◆ **Recorded data**:

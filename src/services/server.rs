use anyhow::Result;
use log::info;
use std::net::SocketAddr;
use std::sync::Arc;

use crate::api::handlers::AppState;
use crate::api::routes::create_router;
use crate::config::AppConfig;

pub struct ServerService {
    port: u16,
    config: AppConfig,
}

impl ServerService {
    pub fn new(port: u16, config: AppConfig) -> Self {
        Self { port, config }
    }

    pub async fn run(&self) -> Result<()> {
        let state = Arc::new(AppState::new(self.config.clone()));
        let app = create_router(state);

        let addr = SocketAddr::from(([0, 0, 0, 0], self.port));
        info!("Server listening on {}", addr);

        let listener = tokio::net::TcpListener::bind(addr).await?;
        axum::serve(listener, app).await?;

        Ok(())
    }
}
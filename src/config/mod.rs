pub mod settings;

pub use settings::{AppConfig, SearchSettings, StorageSettings, COMPETITIONS_BASE_URL};
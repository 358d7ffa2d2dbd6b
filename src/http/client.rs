use crate::config::SearchSettings;
use crate::rate_limiter::RateLimiter;
use anyhow::{Context, Result};
use reqwest::header::{HeaderMap, HeaderValue, ACCEPT, CONTENT_TYPE};
use reqwest::Client;
use serde::Serialize;
use std::time::Duration;

/// HTTP client with a built-in inter-request politeness delay.
pub struct RateLimitedClient {
    client: Client,
    rate_limiter: RateLimiter,
}

impl RateLimitedClient {
    pub fn new(settings: &SearchSettings, min_delay_secs: f64, max_delay_secs: f64) -> Result<Self> {
        let client = Self::build_client(settings)?;
        let rate_limiter = RateLimiter::new(min_delay_secs, max_delay_secs);

        Ok(Self {
            client,
            rate_limiter,
        })
    }

    /// POST a JSON body, waiting out the politeness delay first.
    pub async fn post_json<T: Serialize>(&mut self, url: &str, body: &T) -> Result<reqwest::Response> {
        self.rate_limiter.wait().await;
        self.send_post_request(url, body).await
    }

    fn build_client(settings: &SearchSettings) -> Result<Client> {
        let mut headers = HeaderMap::new();
        headers.insert(CONTENT_TYPE, HeaderValue::from_static(settings.content_type));
        headers.insert(ACCEPT, HeaderValue::from_static(settings.accept));

        Client::builder()
            .user_agent(settings.user_agent)
            .default_headers(headers)
            .timeout(Duration::from_secs(settings.timeout_secs))
            .build()
            .context("Failed to build HTTP client")
    }

    async fn send_post_request<T: Serialize>(&self, url: &str, body: &T) -> Result<reqwest::Response> {
        // Body is pre-encoded so the charset-qualified content type from the
        // default headers survives (reqwest's .json() would overwrite it).
        let payload = serde_json::to_vec(body).context("Failed to encode request body")?;

        self.client
            .post(url)
            .body(payload)
            .send()
            .await
            .context("Failed to send POST request")
    }
}
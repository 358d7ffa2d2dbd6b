use log::debug;
use rand::Rng;
use std::time::Duration;
use tokio::time::sleep;

/// Spaces out requests with a uniformly-random delay to respect the
/// remote service's informal rate limits.
pub struct RateLimiter {
    min_delay: Duration,
    max_delay: Duration,
    request_count: usize,
}

impl RateLimiter {
    pub fn new(min_delay_secs: f64, max_delay_secs: f64) -> Self {
        let min = min_delay_secs.max(0.0);
        let max = max_delay_secs.max(min);
        Self {
            min_delay: Duration::from_secs_f64(min),
            max_delay: Duration::from_secs_f64(max),
            request_count: 0,
        }
    }

    /// Sleep before every request except the first.
    pub async fn wait(&mut self) {
        if self.should_wait() {
            self.apply_delay().await;
        }
        self.increment();
    }

    fn should_wait(&self) -> bool {
        self.request_count > 0
    }

    async fn apply_delay(&self) {
        let delay = self.sample_delay();
        debug!("Sleeping for {:.2} seconds", delay.as_secs_f64());
        sleep(delay).await;
    }

    fn sample_delay(&self) -> Duration {
        if self.max_delay <= self.min_delay {
            return self.min_delay;
        }
        let span = (self.max_delay - self.min_delay).as_secs_f64();
        let jitter = rand::rng().random_range(0.0..=span);
        self.min_delay + Duration::from_secs_f64(jitter)
    }

    fn increment(&mut self) {
        self.request_count += 1;
    }
}

#[cfg(test)]
mod tests {
    use super::*;

    #[test]
    fn first_request_never_waits() {
        let limiter = RateLimiter::new(2.0, 5.0);
        assert!(!limiter.should_wait());
    }

    #[test]
    fn sampled_delay_stays_within_bounds() {
        let limiter = RateLimiter::new(1.0, 3.0);
        for _ in 0..50 {
            let d = limiter.sample_delay();
            assert!(d >= Duration::from_secs(1));
            assert!(d <= Duration::from_secs(3));
        }
    }

    #[test]
    fn inverted_bounds_collapse_to_min() {
        let limiter = RateLimiter::new(5.0, 1.0);
        assert_eq!(limiter.sample_delay(), Duration::from_secs(5));
    }
}
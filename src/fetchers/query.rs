use chrono::{Duration, Utc};
use serde::{Deserialize, Serialize};
use serde_json::Value;

use crate::config::SearchSettings;

/// POST body for the unified-search endpoint.
#[derive(Debug, Clone, Serialize)]
pub struct SearchQuery {
    pub filters: Vec<SearchFilter>,
    pub options: SearchOptions,
}

#[derive(Debug, Clone, Serialize)]
pub struct SearchFilter {
    pub key: &'static str,
    pub items: Vec<FilterItem>,
}

#[derive(Debug, Clone, Serialize)]
#[serde(untagged)]
pub enum FilterItem {
    Distance {
        value: u32,
    },
    DateRange {
        #[serde(rename = "minDate")]
        min_date: String,
        #[serde(rename = "maxDate")]
        max_date: String,
    },
}

#[derive(Debug, Clone, Serialize)]
#[serde(rename_all = "camelCase")]
pub struct SearchOptions {
    pub size: usize,
    pub from: usize,
    pub sort_key: &'static str,
    pub latitude: f64,
    pub longitude: f64,
}

impl SearchQuery {
    /// Fixed nationwide query: a radius wide enough to cover the country
    /// and a date window from today through +`date_window_days`. Only the
    /// `from` offset varies between pages.
    pub fn nationwide(settings: &SearchSettings, offset: usize) -> Self {
        let today = Utc::now().date_naive();
        let max_date = today + Duration::days(settings.date_window_days);

        Self {
            filters: vec![
                SearchFilter {
                    key: "distance",
                    items: vec![FilterItem::Distance {
                        value: settings.distance_miles,
                    }],
                },
                SearchFilter {
                    key: "date-range",
                    items: vec![FilterItem::DateRange {
                        min_date: today.format("%Y-%m-%d").to_string(),
                        max_date: max_date.format("%Y-%m-%d").to_string(),
                    }],
                },
            ],
            options: SearchOptions {
                size: settings.page_size,
                from: offset,
                sort_key: settings.sort_key,
                latitude: settings.latitude,
                longitude: settings.longitude,
            },
        }
    }
}

/// Response wrapper; each envelope's `item` is one raw tournament.
#[derive(Debug, Deserialize)]
pub struct SearchResponse {
    #[serde(rename = "searchResults", default)]
    pub search_results: Vec<SearchResult>,
}

#[derive(Debug, Deserialize)]
pub struct SearchResult {
    #[serde(default)]
    pub item: Option<Value>,
}

#[cfg(test)]
mod tests {
    use super::*;

    #[test]
    fn nationwide_query_serializes_to_the_expected_shape() {
        let settings = SearchSettings::default();
        let query = SearchQuery::nationwide(&settings, 200);
        let body = serde_json::to_value(&query).unwrap();

        assert_eq!(body["filters"][0]["key"], "distance");
        assert_eq!(body["filters"][0]["items"][0]["value"], 5000);
        assert_eq!(body["filters"][1]["key"], "date-range");
        assert!(body["filters"][1]["items"][0]["minDate"].is_string());
        assert!(body["filters"][1]["items"][0]["maxDate"].is_string());
        assert_eq!(body["options"]["size"], 100);
        assert_eq!(body["options"]["from"], 200);
        assert_eq!(body["options"]["sortKey"], "date");
    }

    #[test]
    fn response_tolerates_missing_fields() {
        let empty: SearchResponse = serde_json::from_str("{}").unwrap();
        assert!(empty.search_results.is_empty());

        let partial: SearchResponse =
            serde_json::from_str(r#"{"searchResults": [{}, {"item": {"id": "x"}}]}"#).unwrap();
        assert_eq!(partial.search_results.len(), 2);
        assert!(partial.search_results[0].item.is_none());
        assert!(partial.search_results[1].item.is_some());
    }
}
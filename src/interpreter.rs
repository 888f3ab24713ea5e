//! The command interpreter: decodes request lines, runs the handlers and
//! produces the repeated measurement stream.

use std::thread;
use std::time::Duration;

use tracing::{debug, warn};

use crate::calibration::{CalibTarget, CalibrationWorkflow, Polarity};
use crate::command::{decode, Arguments, CommandKey};
use crate::config::Settings;
use crate::display::{Screen, NO_VALUE};
use crate::eprom::Eprom;
use crate::error::{DmmError, ErrorKind};
use crate::instrument::Instrument;
use crate::meter::Meter;
use crate::scale::Scale;
use crate::status::StatusComposer;
use crate::store::{CalibrationStore, Region};
use crate::transport::Transport;
use crate::units::{format_raw, format_value, interpret_value};

pub const BANNER: &str = "Command loop\r\n";

/// Streaming state. `calibrated` and `raw` are never both set by a command.
#[derive(Debug, Clone, Copy, Default, PartialEq, Eq)]
pub struct RepeatMode {
    pub calibrated: bool,
    pub raw: bool,
    /// Skip the next production step; set after every processed line.
    pub blocked: bool,
}

impl RepeatMode {
    pub fn is_armed(&self) -> bool {
        self.calibrated || self.raw
    }
}

pub struct Interpreter<M: Meter, E: Eprom, S: Screen> {
    instrument: Instrument<M>,
    workflow: CalibrationWorkflow,
    store: CalibrationStore<E>,
    screen: S,
    composer: StatusComposer,
    repeat: RepeatMode,
    last_error: String,
    average_count: usize,
    command_spacing: Duration,
}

◆ **What this task involves**:
Copy out, from the listing above, every line that contains the word "ACCEPT".

◆ **Expected output**:
use reqwest::header::{HeaderMap, HeaderValue, ACCEPT, CONTENT_TYPE};
        headers.insert(ACCEPT, HeaderValue::from_static(settings.accept));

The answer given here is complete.